_Task to complete_
Please repeat the lines below, exactly and only, from the one that holds "counter (last axis" through the one that holds "debug_assert_eq!(shape.len(), strides.len());".

_Records shown_

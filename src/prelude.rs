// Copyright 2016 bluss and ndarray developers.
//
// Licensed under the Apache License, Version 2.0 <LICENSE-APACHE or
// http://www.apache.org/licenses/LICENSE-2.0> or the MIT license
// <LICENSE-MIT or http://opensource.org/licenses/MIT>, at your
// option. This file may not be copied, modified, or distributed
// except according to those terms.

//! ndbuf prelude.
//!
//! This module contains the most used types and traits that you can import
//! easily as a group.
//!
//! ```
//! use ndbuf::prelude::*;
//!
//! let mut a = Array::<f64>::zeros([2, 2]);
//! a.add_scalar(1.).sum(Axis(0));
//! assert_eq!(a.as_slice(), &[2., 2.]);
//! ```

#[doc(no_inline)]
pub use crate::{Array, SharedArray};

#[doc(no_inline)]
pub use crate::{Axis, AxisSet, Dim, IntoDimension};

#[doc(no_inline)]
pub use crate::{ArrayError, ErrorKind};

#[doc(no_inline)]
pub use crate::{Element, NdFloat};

* * *

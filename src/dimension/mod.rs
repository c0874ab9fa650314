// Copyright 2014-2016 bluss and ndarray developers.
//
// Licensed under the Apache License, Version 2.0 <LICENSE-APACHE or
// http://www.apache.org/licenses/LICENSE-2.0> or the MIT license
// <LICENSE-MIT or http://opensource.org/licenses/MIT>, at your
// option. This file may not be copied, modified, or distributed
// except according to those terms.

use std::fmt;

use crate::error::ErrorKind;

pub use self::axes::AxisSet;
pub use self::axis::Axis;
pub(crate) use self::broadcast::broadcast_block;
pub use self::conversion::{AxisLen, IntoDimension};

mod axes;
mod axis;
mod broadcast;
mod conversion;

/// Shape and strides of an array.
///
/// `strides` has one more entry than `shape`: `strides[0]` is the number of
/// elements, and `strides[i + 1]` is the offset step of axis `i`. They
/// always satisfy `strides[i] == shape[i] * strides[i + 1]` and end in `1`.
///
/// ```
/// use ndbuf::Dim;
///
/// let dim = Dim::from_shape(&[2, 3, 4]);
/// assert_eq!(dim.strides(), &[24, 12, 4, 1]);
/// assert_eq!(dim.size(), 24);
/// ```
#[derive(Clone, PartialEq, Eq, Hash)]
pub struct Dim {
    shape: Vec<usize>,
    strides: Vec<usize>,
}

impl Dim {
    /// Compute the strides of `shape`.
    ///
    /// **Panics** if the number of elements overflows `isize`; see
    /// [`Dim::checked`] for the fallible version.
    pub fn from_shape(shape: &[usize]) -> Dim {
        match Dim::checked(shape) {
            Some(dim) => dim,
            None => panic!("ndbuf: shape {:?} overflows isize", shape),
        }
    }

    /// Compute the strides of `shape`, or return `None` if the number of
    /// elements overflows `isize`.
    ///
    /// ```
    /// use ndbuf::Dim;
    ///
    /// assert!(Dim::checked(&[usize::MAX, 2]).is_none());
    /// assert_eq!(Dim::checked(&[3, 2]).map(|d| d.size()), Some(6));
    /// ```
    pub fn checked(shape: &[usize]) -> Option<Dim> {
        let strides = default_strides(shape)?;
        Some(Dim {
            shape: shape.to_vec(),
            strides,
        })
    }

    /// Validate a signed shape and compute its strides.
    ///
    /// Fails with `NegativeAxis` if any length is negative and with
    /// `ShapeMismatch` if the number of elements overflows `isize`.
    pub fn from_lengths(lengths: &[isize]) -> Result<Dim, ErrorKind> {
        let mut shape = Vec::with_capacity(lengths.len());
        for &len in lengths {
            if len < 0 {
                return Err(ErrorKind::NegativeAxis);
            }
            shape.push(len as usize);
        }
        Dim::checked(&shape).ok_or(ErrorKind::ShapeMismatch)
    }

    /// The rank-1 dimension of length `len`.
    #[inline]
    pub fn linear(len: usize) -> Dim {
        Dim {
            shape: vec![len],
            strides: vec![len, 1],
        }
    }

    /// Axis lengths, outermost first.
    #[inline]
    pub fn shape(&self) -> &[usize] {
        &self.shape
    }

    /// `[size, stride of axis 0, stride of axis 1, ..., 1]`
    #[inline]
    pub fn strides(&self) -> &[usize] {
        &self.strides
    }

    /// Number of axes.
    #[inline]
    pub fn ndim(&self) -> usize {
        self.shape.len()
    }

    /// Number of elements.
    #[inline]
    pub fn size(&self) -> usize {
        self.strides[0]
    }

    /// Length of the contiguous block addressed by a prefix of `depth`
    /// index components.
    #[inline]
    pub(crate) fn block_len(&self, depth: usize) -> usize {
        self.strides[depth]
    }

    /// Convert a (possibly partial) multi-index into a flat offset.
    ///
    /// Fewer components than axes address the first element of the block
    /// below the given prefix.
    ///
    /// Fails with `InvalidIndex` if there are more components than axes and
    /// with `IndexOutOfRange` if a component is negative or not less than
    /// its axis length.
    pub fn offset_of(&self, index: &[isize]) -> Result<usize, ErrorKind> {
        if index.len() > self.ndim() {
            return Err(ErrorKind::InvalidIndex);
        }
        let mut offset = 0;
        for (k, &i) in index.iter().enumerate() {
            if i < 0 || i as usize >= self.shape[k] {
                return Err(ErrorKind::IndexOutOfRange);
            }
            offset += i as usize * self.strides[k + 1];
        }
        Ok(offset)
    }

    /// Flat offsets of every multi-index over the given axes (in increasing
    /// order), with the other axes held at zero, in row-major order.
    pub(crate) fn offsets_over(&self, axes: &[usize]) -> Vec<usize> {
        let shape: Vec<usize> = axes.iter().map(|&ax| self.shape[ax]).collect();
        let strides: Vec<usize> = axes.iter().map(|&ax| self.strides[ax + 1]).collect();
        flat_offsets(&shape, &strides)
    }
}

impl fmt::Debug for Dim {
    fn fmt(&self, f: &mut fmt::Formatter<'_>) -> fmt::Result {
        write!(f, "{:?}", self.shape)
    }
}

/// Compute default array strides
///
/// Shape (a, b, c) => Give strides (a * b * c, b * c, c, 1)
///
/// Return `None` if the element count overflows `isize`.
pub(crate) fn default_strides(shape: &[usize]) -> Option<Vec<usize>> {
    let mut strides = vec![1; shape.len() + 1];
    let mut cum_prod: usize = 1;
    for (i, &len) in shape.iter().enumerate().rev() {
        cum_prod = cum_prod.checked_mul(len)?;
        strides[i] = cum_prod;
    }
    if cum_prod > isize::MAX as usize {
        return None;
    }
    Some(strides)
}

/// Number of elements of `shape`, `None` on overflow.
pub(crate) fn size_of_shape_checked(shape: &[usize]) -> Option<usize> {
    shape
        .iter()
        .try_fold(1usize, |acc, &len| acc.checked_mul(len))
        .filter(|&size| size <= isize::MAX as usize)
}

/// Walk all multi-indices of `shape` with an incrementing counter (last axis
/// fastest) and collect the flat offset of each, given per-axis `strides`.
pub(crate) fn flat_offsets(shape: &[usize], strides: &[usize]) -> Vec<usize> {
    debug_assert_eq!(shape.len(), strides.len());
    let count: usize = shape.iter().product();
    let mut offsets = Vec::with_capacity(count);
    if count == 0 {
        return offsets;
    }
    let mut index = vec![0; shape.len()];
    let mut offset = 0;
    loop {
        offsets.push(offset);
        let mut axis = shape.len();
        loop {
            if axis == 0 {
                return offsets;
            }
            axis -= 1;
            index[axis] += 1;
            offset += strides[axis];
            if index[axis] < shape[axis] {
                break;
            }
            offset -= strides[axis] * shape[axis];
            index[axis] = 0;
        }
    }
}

_Exercise result_
/// Walk all multi-indices of `shape` with an incrementing counter (last axis
/// fastest) and collect the flat offset of each, given per-axis `strides`.
pub(crate) fn flat_offsets(shape: &[usize], strides: &[usize]) -> Vec<usize> {
    debug_assert_eq!(shape.len(), strides.len());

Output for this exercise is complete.